**PROMPT**.
Scan the records below and say how many lines include the word "info", giving no other text.

Dataset entries:

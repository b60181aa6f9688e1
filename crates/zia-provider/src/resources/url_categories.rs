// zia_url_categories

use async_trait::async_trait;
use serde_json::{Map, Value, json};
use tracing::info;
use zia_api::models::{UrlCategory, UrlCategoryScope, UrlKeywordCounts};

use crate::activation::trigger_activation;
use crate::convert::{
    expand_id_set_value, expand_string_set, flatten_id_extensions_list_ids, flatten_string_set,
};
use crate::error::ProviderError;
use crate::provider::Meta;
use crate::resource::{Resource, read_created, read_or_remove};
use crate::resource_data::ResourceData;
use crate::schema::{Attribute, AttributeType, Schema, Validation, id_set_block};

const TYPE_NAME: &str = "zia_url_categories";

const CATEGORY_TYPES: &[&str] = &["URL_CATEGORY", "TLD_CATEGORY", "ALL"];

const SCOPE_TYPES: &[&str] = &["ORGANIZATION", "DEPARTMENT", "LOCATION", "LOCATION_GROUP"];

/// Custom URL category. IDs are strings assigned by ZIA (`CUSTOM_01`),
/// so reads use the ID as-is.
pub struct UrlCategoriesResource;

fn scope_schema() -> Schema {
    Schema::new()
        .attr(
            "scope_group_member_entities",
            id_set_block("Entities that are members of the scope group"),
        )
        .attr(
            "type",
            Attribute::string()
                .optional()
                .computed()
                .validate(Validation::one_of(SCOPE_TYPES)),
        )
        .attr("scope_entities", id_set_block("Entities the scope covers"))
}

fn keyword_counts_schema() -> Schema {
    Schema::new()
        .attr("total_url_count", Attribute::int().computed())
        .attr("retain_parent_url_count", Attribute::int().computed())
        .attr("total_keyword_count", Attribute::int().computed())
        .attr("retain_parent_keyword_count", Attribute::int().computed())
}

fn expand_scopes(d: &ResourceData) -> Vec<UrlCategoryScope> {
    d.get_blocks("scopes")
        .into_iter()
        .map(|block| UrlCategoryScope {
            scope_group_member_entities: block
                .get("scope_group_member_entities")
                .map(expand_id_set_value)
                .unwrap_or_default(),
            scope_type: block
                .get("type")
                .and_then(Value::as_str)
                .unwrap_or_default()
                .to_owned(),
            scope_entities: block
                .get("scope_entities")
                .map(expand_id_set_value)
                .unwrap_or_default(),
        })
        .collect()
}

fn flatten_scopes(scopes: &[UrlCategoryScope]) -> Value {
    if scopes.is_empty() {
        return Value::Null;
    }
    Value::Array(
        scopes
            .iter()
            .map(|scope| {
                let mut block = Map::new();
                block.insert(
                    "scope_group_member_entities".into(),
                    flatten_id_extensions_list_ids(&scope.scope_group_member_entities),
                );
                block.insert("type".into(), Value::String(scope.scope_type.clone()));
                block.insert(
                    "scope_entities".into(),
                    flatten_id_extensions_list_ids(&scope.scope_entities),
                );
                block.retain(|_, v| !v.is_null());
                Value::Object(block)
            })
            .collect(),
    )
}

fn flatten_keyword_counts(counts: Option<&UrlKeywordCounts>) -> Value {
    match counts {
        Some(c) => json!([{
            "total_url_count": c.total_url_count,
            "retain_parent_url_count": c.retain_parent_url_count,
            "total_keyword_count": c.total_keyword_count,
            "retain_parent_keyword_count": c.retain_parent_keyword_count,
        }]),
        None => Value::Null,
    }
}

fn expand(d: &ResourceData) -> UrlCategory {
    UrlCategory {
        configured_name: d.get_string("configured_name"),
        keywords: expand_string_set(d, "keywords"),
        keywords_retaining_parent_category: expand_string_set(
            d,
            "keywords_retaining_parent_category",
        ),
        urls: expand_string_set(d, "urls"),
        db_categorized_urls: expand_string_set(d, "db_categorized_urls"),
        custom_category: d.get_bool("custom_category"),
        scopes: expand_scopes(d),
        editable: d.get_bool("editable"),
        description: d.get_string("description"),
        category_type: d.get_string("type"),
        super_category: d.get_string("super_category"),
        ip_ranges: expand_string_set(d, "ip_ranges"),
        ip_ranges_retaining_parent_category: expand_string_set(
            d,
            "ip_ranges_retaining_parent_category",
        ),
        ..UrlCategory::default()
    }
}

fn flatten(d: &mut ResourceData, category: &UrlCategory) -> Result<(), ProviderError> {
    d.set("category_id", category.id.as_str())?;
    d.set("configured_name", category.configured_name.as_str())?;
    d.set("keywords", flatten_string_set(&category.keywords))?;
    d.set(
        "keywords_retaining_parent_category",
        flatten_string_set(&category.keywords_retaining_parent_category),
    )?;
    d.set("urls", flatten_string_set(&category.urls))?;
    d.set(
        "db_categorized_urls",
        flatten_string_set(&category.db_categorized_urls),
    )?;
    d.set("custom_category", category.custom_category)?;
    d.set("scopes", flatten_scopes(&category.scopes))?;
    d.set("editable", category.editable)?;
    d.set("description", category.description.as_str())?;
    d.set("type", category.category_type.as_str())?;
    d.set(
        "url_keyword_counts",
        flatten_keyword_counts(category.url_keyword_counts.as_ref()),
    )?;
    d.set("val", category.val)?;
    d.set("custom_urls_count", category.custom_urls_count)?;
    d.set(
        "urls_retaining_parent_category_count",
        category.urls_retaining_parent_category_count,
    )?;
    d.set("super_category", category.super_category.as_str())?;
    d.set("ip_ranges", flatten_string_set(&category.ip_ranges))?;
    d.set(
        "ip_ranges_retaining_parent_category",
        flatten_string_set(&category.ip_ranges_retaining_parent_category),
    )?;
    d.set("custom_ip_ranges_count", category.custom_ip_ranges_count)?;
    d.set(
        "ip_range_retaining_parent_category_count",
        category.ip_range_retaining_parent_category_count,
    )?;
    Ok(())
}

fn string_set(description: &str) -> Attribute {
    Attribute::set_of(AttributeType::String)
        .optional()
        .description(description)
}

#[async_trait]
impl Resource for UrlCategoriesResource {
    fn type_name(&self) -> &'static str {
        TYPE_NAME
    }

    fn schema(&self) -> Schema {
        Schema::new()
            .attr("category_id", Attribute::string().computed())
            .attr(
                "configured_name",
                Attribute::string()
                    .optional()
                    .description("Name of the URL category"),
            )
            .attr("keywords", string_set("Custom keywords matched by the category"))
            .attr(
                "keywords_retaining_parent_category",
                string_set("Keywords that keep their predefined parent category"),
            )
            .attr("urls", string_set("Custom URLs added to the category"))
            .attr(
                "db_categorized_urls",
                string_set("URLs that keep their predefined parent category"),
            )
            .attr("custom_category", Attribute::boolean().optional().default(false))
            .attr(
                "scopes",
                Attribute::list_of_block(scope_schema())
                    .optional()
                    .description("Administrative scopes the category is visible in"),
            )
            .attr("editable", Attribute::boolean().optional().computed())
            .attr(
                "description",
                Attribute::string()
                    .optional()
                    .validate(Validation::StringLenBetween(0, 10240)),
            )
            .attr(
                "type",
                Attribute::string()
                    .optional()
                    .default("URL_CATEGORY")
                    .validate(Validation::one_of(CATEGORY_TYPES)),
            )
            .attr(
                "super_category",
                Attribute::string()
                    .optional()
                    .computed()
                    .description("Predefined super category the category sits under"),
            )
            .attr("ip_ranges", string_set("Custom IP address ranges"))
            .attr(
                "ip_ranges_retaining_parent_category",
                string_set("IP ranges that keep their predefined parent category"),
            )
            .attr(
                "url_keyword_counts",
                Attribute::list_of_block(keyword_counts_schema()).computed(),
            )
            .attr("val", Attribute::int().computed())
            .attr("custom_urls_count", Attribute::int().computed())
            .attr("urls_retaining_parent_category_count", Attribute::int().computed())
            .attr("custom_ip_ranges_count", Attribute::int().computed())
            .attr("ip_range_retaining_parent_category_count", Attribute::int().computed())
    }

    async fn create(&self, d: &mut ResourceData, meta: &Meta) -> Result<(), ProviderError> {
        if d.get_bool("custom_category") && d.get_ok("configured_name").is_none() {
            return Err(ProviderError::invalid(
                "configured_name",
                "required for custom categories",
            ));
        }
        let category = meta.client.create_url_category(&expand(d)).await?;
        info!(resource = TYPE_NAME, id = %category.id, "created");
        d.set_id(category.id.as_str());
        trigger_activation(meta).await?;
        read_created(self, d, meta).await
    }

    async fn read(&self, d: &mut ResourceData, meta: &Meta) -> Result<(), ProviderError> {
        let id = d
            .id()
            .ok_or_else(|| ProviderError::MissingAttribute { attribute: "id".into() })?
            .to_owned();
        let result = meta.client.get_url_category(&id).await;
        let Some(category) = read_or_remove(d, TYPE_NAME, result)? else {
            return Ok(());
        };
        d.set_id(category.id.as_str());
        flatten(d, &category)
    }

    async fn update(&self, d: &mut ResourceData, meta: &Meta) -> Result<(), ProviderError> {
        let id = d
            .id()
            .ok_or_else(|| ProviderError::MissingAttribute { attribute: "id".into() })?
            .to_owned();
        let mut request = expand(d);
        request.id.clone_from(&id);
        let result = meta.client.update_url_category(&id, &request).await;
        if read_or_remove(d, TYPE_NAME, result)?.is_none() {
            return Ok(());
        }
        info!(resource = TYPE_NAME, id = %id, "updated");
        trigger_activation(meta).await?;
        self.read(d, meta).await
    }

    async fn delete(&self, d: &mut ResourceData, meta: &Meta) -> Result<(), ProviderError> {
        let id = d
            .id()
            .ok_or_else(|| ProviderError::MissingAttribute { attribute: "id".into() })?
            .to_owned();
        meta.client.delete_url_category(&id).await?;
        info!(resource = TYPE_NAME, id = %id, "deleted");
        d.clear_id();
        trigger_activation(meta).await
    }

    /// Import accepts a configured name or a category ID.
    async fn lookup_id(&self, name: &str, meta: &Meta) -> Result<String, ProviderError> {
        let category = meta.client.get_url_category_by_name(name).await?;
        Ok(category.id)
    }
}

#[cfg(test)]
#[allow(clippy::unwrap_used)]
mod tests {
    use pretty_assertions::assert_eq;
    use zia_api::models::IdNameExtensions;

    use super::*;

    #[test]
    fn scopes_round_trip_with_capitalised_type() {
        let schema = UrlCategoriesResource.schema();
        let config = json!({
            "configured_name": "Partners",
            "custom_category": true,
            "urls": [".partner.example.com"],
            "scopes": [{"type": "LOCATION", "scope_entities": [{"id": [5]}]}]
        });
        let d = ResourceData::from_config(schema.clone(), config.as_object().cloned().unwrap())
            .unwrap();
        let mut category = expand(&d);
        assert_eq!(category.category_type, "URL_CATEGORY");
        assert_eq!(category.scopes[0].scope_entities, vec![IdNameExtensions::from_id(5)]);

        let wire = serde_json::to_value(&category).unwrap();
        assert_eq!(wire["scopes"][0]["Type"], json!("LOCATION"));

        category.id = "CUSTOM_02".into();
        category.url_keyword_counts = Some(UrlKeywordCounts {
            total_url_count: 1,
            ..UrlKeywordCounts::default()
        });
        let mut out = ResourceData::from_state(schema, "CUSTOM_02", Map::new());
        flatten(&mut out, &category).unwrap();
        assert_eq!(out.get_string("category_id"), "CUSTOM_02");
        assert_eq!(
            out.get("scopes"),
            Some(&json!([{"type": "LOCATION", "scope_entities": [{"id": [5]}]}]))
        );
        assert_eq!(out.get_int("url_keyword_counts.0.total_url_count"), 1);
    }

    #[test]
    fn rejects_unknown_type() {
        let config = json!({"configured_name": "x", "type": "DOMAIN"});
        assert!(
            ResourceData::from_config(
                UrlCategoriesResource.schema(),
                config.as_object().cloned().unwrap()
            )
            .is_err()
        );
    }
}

**EXERCISE OUTPUT**.
4